--- START ---
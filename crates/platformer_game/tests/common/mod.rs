// Shared helpers for driving `Game` tick by tick.
#![allow(dead_code)]

use engine_ecs::Entity;
use engine_shared::{GameLogic, Intent, IntentSet, Rect, TickInput};
use platformer_game::components::{CEnemy, CKind, CPlayer, CRect, EntityKind};
use platformer_game::Game;

pub struct Driver {
    pub game: Game,
    pub tick: u64,
    /// Fixed clock keeps the coin bob at zero.
    pub elapsed_ms: u64,
}

impl Driver {
    pub fn new() -> Self {
        Self { game: Game::new(), tick: 0, elapsed_ms: 0 }
    }

    pub fn started(level: Intent) -> Self {
        let mut driver = Self::new();
        driver.press(level);
        driver
    }

    pub fn step(&mut self, intents: IntentSet) {
        self.tick += 1;
        let input = TickInput::new(self.tick, self.elapsed_ms, intents);
        self.game.update(&input);
    }

    pub fn idle(&mut self, ticks: usize) {
        for _ in 0..ticks {
            self.step(IntentSet::new());
        }
    }

    pub fn press(&mut self, intent: Intent) {
        self.step(IntentSet::new().with_pressed(intent));
    }

    pub fn player(&self) -> CPlayer {
        *self.game.player().expect("player spawned")
    }

    pub fn player_rect(&self) -> Rect {
        self.game.player_rect().expect("player spawned")
    }

    pub fn player_mut(&mut self) -> &mut CPlayer {
        let e = self.game.player_entity().expect("player spawned");
        self.game.world_mut().get_component_mut::<CPlayer>(e).expect("player state")
    }

    /// Teleport the player and stop its vertical motion.
    pub fn place_player(&mut self, rect: Rect) {
        let e = self.game.player_entity().expect("player spawned");
        self.game.world_mut().get_component_mut::<CRect>(e).expect("player rect").0 = rect;
        self.player_mut().body.velocity_y = 0.0;
    }

    pub fn entities_of(&self, kind: EntityKind) -> Vec<(Entity, Rect)> {
        let world = self.game.world();
        let Some(kinds) = world.query::<CKind>() else {
            return Vec::new();
        };
        kinds
            .iter()
            .filter(|(_, k)| k.0 == kind)
            .filter_map(|(e, _)| world.get_component::<CRect>(*e).map(|r| (*e, r.0)))
            .collect()
    }

    pub fn enemies(&self) -> Vec<(CEnemy, Rect)> {
        let world = self.game.world();
        self.entities_of(EntityKind::Enemy)
            .into_iter()
            .filter_map(|(e, r)| world.get_component::<CEnemy>(e).map(|c| (*c, r)))
            .collect()
    }

    pub fn despawn_all(&mut self, kind: EntityKind) {
        for (e, _) in self.entities_of(kind) {
            self.game.world_mut().despawn(e);
        }
    }

    /// Every non-player entity as `(kind, rect)`, sorted, for comparing layouts.
    pub fn layout(&self) -> Vec<(u8, i32, i32, i32, i32)> {
        let kinds = [
            EntityKind::Ground,
            EntityKind::Platform,
            EntityKind::Coin,
            EntityKind::Enemy,
            EntityKind::FinishFlag,
        ];
        let mut out: Vec<_> = kinds
            .iter()
            .enumerate()
            .flat_map(|(i, k)| {
                self.entities_of(*k).into_iter().map(move |(_, r)| (i as u8, r.x, r.y, r.w, r.h))
            })
            .collect();
        out.sort();
        out
    }
}

/// Tiny deterministic xorshift for scripted fuzzing.
pub struct Script(u64);

impl Script {
    pub fn new(seed: u64) -> Self {
        Self(seed.max(1))
    }

    pub fn next(&mut self) -> u64 {
        let mut x = self.0;
        x ^= x << 13;
        x ^= x >> 7;
        x ^= x << 17;
        self.0 = x;
        x
    }

    /// Random held movement plus the occasional jump press.
    pub fn intents(&mut self) -> IntentSet {
        let roll = self.next();
        let mut set = IntentSet::new();
        match roll % 4 {
            0 => set.hold(Intent::MoveLeft),
            1 | 2 => set.hold(Intent::MoveRight),
            _ => {}
        }
        if (roll >> 8) % 6 == 0 {
            set.press(Intent::Jump);
        }
        set
    }
}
--- END ---
• _Work instructions_
Make a verbatim transcription of all the material.

• _Exercise output_
filename crates/platformer_game/tests/common/mod.rs
// Shared helpers for driving `Game` tick by tick.
#![allow(dead_code)]

use engine_ecs::Entity;
use engine_shared::{GameLogic, Intent, IntentSet, Rect, TickInput};
use platformer_game::components::{CEnemy, CKind, CPlayer, CRect, EntityKind};
use platformer_game::Game;

pub struct Driver {
    pub game: Game,
    pub tick: u64,
    /// Fixed clock keeps the coin bob at zero.
    pub elapsed_ms: u64,
}

impl Driver {
    pub fn new() -> Self {
        Self { game: Game::new(), tick: 0, elapsed_ms: 0 }
    }

    pub fn started(level: Intent) -> Self {
        let mut driver = Self::new();
        driver.press(level);
        driver
    }

    pub fn step(&mut self, intents: IntentSet) {
        self.tick += 1;
        let input = TickInput::new(self.tick, self.elapsed_ms, intents);
        self.game.update(&input);
    }

    pub fn idle(&mut self, ticks: usize) {
        for _ in 0..ticks {
            self.step(IntentSet::new());
        }
    }

    pub fn press(&mut self, intent: Intent) {
        self.step(IntentSet::new().with_pressed(intent));
    }

    pub fn player(&self) -> CPlayer {
        *self.game.player().expect("player spawned")
    }

    pub fn player_rect(&self) -> Rect {
        self.game.player_rect().expect("player spawned")
    }

    pub fn player_mut(&mut self) -> &mut CPlayer {
        let e = self.game.player_entity().expect("player spawned");
        self.game.world_mut().get_component_mut::<CPlayer>(e).expect("player state")
    }

    /// Teleport the player and stop its vertical motion.
    pub fn place_player(&mut self, rect: Rect) {
        let e = self.game.player_entity().expect("player spawned");
        self.game.world_mut().get_component_mut::<CRect>(e).expect("player rect").0 = rect;
        self.player_mut().body.velocity_y = 0.0;
    }

    pub fn entities_of(&self, kind: EntityKind) -> Vec<(Entity, Rect)> {
        let world = self.game.world();
        let Some(kinds) = world.query::<CKind>() else {
            return Vec::new();
        };
        kinds
            .iter()
            .filter(|(_, k)| k.0 == kind)
            .filter_map(|(e, _)| world.get_component::<CRect>(*e).map(|r| (*e, r.0)))
            .collect()
    }

    pub fn enemies(&self) -> Vec<(CEnemy, Rect)> {
        let world = self.game.world();
        self.entities_of(EntityKind::Enemy)
            .into_iter()
            .filter_map(|(e, r)| world.get_component::<CEnemy>(e).map(|c| (*c, r)))
            .collect()
    }

    pub fn despawn_all(&mut self, kind: EntityKind) {
        for (e, _) in self.entities_of(kind) {
            self.game.world_mut().despawn(e);
        }
    }

    /// Every non-player entity as `(kind, rect)`, sorted, for comparing layouts.
    pub fn layout(&self) -> Vec<(u8, i32, i32, i32, i32)> {
        let kinds = [
            EntityKind::Ground,
            EntityKind::Platform,
            EntityKind::Coin,
            EntityKind::Enemy,
            EntityKind::FinishFlag,
        ];
        let mut out: Vec<_> = kinds
            .iter()
            .enumerate()
            .flat_map(|(i, k)| {
                self.entities_of(*k).into_iter().map(move |(_, r)| (i as u8, r.x, r.y, r.w, r.h))
            })
            .collect();
        out.sort();
        out
    }
}

/// Tiny deterministic xorshift for scripted fuzzing.
pub struct Script(u64);

impl Script {
    pub fn new(seed: u64) -> Self {
        Self(seed.max(1))
    }

    pub fn next(&mut self) -> u64 {
        let mut x = self.0;
        x ^= x << 13;
        x ^= x >> 7;
        x ^= x << 17;
        self.0 = x;
        x
    }

    /// Random held movement plus the occasional jump press.
    pub fn intents(&mut self) -> IntentSet {
        let roll = self.next();
        let mut set = IntentSet::new();
        match roll % 4 {
            0 => set.hold(Intent::MoveLeft),
            1 | 2 => set.hold(Intent::MoveRight),
            _ => {}
        }
        if (roll >> 8) % 6 == 0 {
            set.press(Intent::Jump);
        }
        set
    }
}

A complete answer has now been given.